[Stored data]
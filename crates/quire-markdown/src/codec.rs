//! The composed markdown codec.

use std::collections::HashMap;
use std::sync::Arc;

use quire_model::{Node, Schema};
use smol_str::SmolStr;

use crate::block::{BlockRule, BlockTokenizer, split_lines};
use crate::error::{CodecError, MarkdownSyntaxError};
use crate::inline::{DelimiterSpec, InlineRule, InlineTokenizer};
use crate::parser::{ParseSpec, TreeBuilder};
use crate::serializer::{MarkWriter, MarkdownWriter, NodeWriter};
use crate::token::Token;

/// Markdown parser and serializer for one grammar.
///
/// Built once per composition with [`MarkdownCodecBuilder`] and shared
/// read-only afterwards.
pub struct MarkdownCodec {
    schema: Arc<Schema>,
    blocks: BlockTokenizer,
    inline: InlineTokenizer,
    token_specs: HashMap<SmolStr, ParseSpec>,
    node_writers: HashMap<SmolStr, NodeWriter>,
    mark_writers: HashMap<SmolStr, MarkWriter>,
}

impl std::fmt::Debug for MarkdownCodec {
    fn fmt(&self, f: &mut std::fmt::Formatter<'_>) -> std::fmt::Result {
        f.debug_struct("MarkdownCodec")
            .field("blocks", &self.blocks)
            .field("inline", &self.inline)
            .field("tokens", &self.token_specs.keys().collect::<Vec<_>>())
            .finish_non_exhaustive()
    }
}

impl MarkdownCodec {
    pub fn builder(schema: Arc<Schema>) -> MarkdownCodecBuilder {
        MarkdownCodecBuilder::new(schema)
    }

    pub fn schema(&self) -> &Arc<Schema> {
        &self.schema
    }

    pub fn block_rules(&self) -> Vec<&str> {
        self.blocks.rule_names()
    }

    pub fn inline_rules(&self) -> Vec<&str> {
        self.inline.rule_names()
    }

    /// Block and inline tokens for `text`. Inline tokens are attached as the
    /// children of each `inline` token.
    pub fn tokenize(&self, text: &str) -> Result<Vec<Token>, MarkdownSyntaxError> {
        let mut tokens = self.blocks.tokenize(&split_lines(text))?;
        for token in tokens.iter_mut().filter(|t| t.name == "inline") {
            token.children = self.inline.tokenize(&token.content, token.line);
        }
        Ok(tokens)
    }

    pub fn parse(&self, text: &str) -> Result<Node, MarkdownSyntaxError> {
        let tokens = self.tokenize(text)?;
        tracing::trace!(target: "quire::markdown", tokens = tokens.len(), "folding tokens");
        let mut builder = TreeBuilder::new(&self.schema, &self.token_specs);
        for token in &tokens {
            builder.feed(token)?;
        }
        builder.finish()
    }

    /// Parse, attaching `text` to any error so it renders with the failing
    /// line highlighted.
    pub fn parse_named(&self, name: &str, text: &str) -> Result<Node, MarkdownSyntaxError> {
        self.parse(text).map_err(|e| e.with_source(name, text))
    }

    /// Canonical markdown for `doc`. There is no trailing newline.
    pub fn serialize(&self, doc: &Node) -> String {
        let mut writer = MarkdownWriter::new(&self.node_writers, &self.mark_writers);
        writer.render_content(doc);
        writer.finish()
    }
}

/// Collects token specs, tokenizer rules and writers, then checks them
/// against the grammar.
pub struct MarkdownCodecBuilder {
    schema: Arc<Schema>,
    blocks: BlockTokenizer,
    inline: InlineTokenizer,
    token_specs: Vec<(SmolStr, ParseSpec)>,
    node_writers: HashMap<SmolStr, NodeWriter>,
    mark_writers: HashMap<SmolStr, MarkWriter>,
}

impl MarkdownCodecBuilder {
    pub fn new(schema: Arc<Schema>) -> Self {
        Self {
            schema,
            blocks: BlockTokenizer::new(),
            inline: InlineTokenizer::new(),
            token_specs: Vec::new(),
            node_writers: HashMap::new(),
            mark_writers: HashMap::new(),
        }
    }

    pub fn block_rule(&mut self, rule: Arc<dyn BlockRule>) -> &mut Self {
        if !self.blocks.push(rule) {
            tracing::debug!(target: "quire::markdown", "block rule already registered, skipped");
        }
        self
    }

    pub fn inline_rule(&mut self, rule: Arc<dyn InlineRule>) -> &mut Self {
        if !self.inline.push_rule(rule) {
            tracing::debug!(target: "quire::markdown", "inline rule already registered, skipped");
        }
        self
    }

    pub fn delimiter(&mut self, spec: DelimiterSpec) -> &mut Self {
        self.inline.push(spec);
        self
    }

    /// Map a token name. The first mapping of a name wins.
    pub fn token(&mut self, name: impl Into<SmolStr>, spec: ParseSpec) -> &mut Self {
        let name = name.into();
        if !self.token_specs.iter().any(|(n, _)| *n == name) {
            self.token_specs.push((name, spec));
        }
        self
    }

    pub fn node_writer(&mut self, node: impl Into<SmolStr>, writer: NodeWriter) -> &mut Self {
        self.node_writers.entry(node.into()).or_insert(writer);
        self
    }

    pub fn mark_writer(&mut self, mark: impl Into<SmolStr>, writer: MarkWriter) -> &mut Self {
        self.mark_writers.entry(mark.into()).or_insert(writer);
        self
    }

    pub fn build(&mut self) -> Result<MarkdownCodec, CodecError> {
        for (token, spec) in &self.token_specs {
            if let Some(node) = spec.node_name() {
                if self.schema.node_type(node).is_none() {
                    return Err(CodecError::UnknownNodeType {
                        token: token.clone(),
                        node: node.clone(),
                    });
                }
            }
            if let Some(mark) = spec.mark_name() {
                if self.schema.mark_type(mark).is_none() {
                    return Err(CodecError::UnknownMarkType {
                        token: token.clone(),
                        mark: mark.clone(),
                    });
                }
            }
        }
        for ty in self.schema.node_types() {
            if ty.is_text() || ty == self.schema.top_node_type() {
                continue;
            }
            if !self.node_writers.contains_key(&ty.name) {
                return Err(CodecError::MissingWriter(ty.name.clone()));
            }
        }
        Ok(MarkdownCodec {
            schema: self.schema.clone(),
            blocks: std::mem::take(&mut self.blocks),
            inline: std::mem::take(&mut self.inline),
            token_specs: std::mem::take(&mut self.token_specs).into_iter().collect(),
            node_writers: std::mem::take(&mut self.node_writers),
            mark_writers: std::mem::take(&mut self.mark_writers),
        })
    }
}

_To do:_
Write the data out again in full and exactly.

_Solution to the exercise:_
filename crates/quire-markdown/src/codec.rs
//! The composed markdown codec.

use std::collections::HashMap;
use std::sync::Arc;

use quire_model::{Node, Schema};
use smol_str::SmolStr;

use crate::block::{BlockRule, BlockTokenizer, split_lines};
use crate::error::{CodecError, MarkdownSyntaxError};
use crate::inline::{DelimiterSpec, InlineRule, InlineTokenizer};
use crate::parser::{ParseSpec, TreeBuilder};
use crate::serializer::{MarkWriter, MarkdownWriter, NodeWriter};
use crate::token::Token;

/// Markdown parser and serializer for one grammar.
///
/// Built once per composition with [`MarkdownCodecBuilder`] and shared
/// read-only afterwards.
pub struct MarkdownCodec {
    schema: Arc<Schema>,
    blocks: BlockTokenizer,
    inline: InlineTokenizer,
    token_specs: HashMap<SmolStr, ParseSpec>,
    node_writers: HashMap<SmolStr, NodeWriter>,
    mark_writers: HashMap<SmolStr, MarkWriter>,
}

impl std::fmt::Debug for MarkdownCodec {
    fn fmt(&self, f: &mut std::fmt::Formatter<'_>) -> std::fmt::Result {
        f.debug_struct("MarkdownCodec")
            .field("blocks", &self.blocks)
            .field("inline", &self.inline)
            .field("tokens", &self.token_specs.keys().collect::<Vec<_>>())
            .finish_non_exhaustive()
    }
}

impl MarkdownCodec {
    pub fn builder(schema: Arc<Schema>) -> MarkdownCodecBuilder {
        MarkdownCodecBuilder::new(schema)
    }

    pub fn schema(&self) -> &Arc<Schema> {
        &self.schema
    }

    pub fn block_rules(&self) -> Vec<&str> {
        self.blocks.rule_names()
    }

    pub fn inline_rules(&self) -> Vec<&str> {
        self.inline.rule_names()
    }

    /// Block and inline tokens for `text`. Inline tokens are attached as the
    /// children of each `inline` token.
    pub fn tokenize(&self, text: &str) -> Result<Vec<Token>, MarkdownSyntaxError> {
        let mut tokens = self.blocks.tokenize(&split_lines(text))?;
        for token in tokens.iter_mut().filter(|t| t.name == "inline") {
            token.children = self.inline.tokenize(&token.content, token.line);
        }
        Ok(tokens)
    }

    pub fn parse(&self, text: &str) -> Result<Node, MarkdownSyntaxError> {
        let tokens = self.tokenize(text)?;
        tracing::trace!(target: "quire::markdown", tokens = tokens.len(), "folding tokens");
        let mut builder = TreeBuilder::new(&self.schema, &self.token_specs);
        for token in &tokens {
            builder.feed(token)?;
        }
        builder.finish()
    }

    /// Parse, attaching `text` to any error so it renders with the failing
    /// line highlighted.
    pub fn parse_named(&self, name: &str, text: &str) -> Result<Node, MarkdownSyntaxError> {
        self.parse(text).map_err(|e| e.with_source(name, text))
    }

    /// Canonical markdown for `doc`. There is no trailing newline.
    pub fn serialize(&self, doc: &Node) -> String {
        let mut writer = MarkdownWriter::new(&self.node_writers, &self.mark_writers);
        writer.render_content(doc);
        writer.finish()
    }
}

/// Collects token specs, tokenizer rules and writers, then checks them
/// against the grammar.
pub struct MarkdownCodecBuilder {
    schema: Arc<Schema>,
    blocks: BlockTokenizer,
    inline: InlineTokenizer,
    token_specs: Vec<(SmolStr, ParseSpec)>,
    node_writers: HashMap<SmolStr, NodeWriter>,
    mark_writers: HashMap<SmolStr, MarkWriter>,
}

impl MarkdownCodecBuilder {
    pub fn new(schema: Arc<Schema>) -> Self {
        Self {
            schema,
            blocks: BlockTokenizer::new(),
            inline: InlineTokenizer::new(),
            token_specs: Vec::new(),
            node_writers: HashMap::new(),
            mark_writers: HashMap::new(),
        }
    }

    pub fn block_rule(&mut self, rule: Arc<dyn BlockRule>) -> &mut Self {
        if !self.blocks.push(rule) {
            tracing::debug!(target: "quire::markdown", "block rule already registered, skipped");
        }
        self
    }

    pub fn inline_rule(&mut self, rule: Arc<dyn InlineRule>) -> &mut Self {
        if !self.inline.push_rule(rule) {
            tracing::debug!(target: "quire::markdown", "inline rule already registered, skipped");
        }
        self
    }

    pub fn delimiter(&mut self, spec: DelimiterSpec) -> &mut Self {
        self.inline.push(spec);
        self
    }

    /// Map a token name. The first mapping of a name wins.
    pub fn token(&mut self, name: impl Into<SmolStr>, spec: ParseSpec) -> &mut Self {
        let name = name.into();
        if !self.token_specs.iter().any(|(n, _)| *n == name) {
            self.token_specs.push((name, spec));
        }
        self
    }

    pub fn node_writer(&mut self, node: impl Into<SmolStr>, writer: NodeWriter) -> &mut Self {
        self.node_writers.entry(node.into()).or_insert(writer);
        self
    }

    pub fn mark_writer(&mut self, mark: impl Into<SmolStr>, writer: MarkWriter) -> &mut Self {
        self.mark_writers.entry(mark.into()).or_insert(writer);
        self
    }

    pub fn build(&mut self) -> Result<MarkdownCodec, CodecError> {
        for (token, spec) in &self.token_specs {
            if let Some(node) = spec.node_name() {
                if self.schema.node_type(node).is_none() {
                    return Err(CodecError::UnknownNodeType {
                        token: token.clone(),
                        node: node.clone(),
                    });
                }
            }
            if let Some(mark) = spec.mark_name() {
                if self.schema.mark_type(mark).is_none() {
                    return Err(CodecError::UnknownMarkType {
                        token: token.clone(),
                        mark: mark.clone(),
                    });
                }
            }
        }
        for ty in self.schema.node_types() {
            if ty.is_text() || ty == self.schema.top_node_type() {
                continue;
            }
            if !self.node_writers.contains_key(&ty.name) {
                return Err(CodecError::MissingWriter(ty.name.clone()));
            }
        }
        Ok(MarkdownCodec {
            schema: self.schema.clone(),
            blocks: std::mem::take(&mut self.blocks),
            inline: std::mem::take(&mut self.inline),
            token_specs: std::mem::take(&mut self.token_specs).into_iter().collect(),
            node_writers: std::mem::take(&mut self.node_writers),
            mark_writers: std::mem::take(&mut self.mark_writers),
        })
    }
}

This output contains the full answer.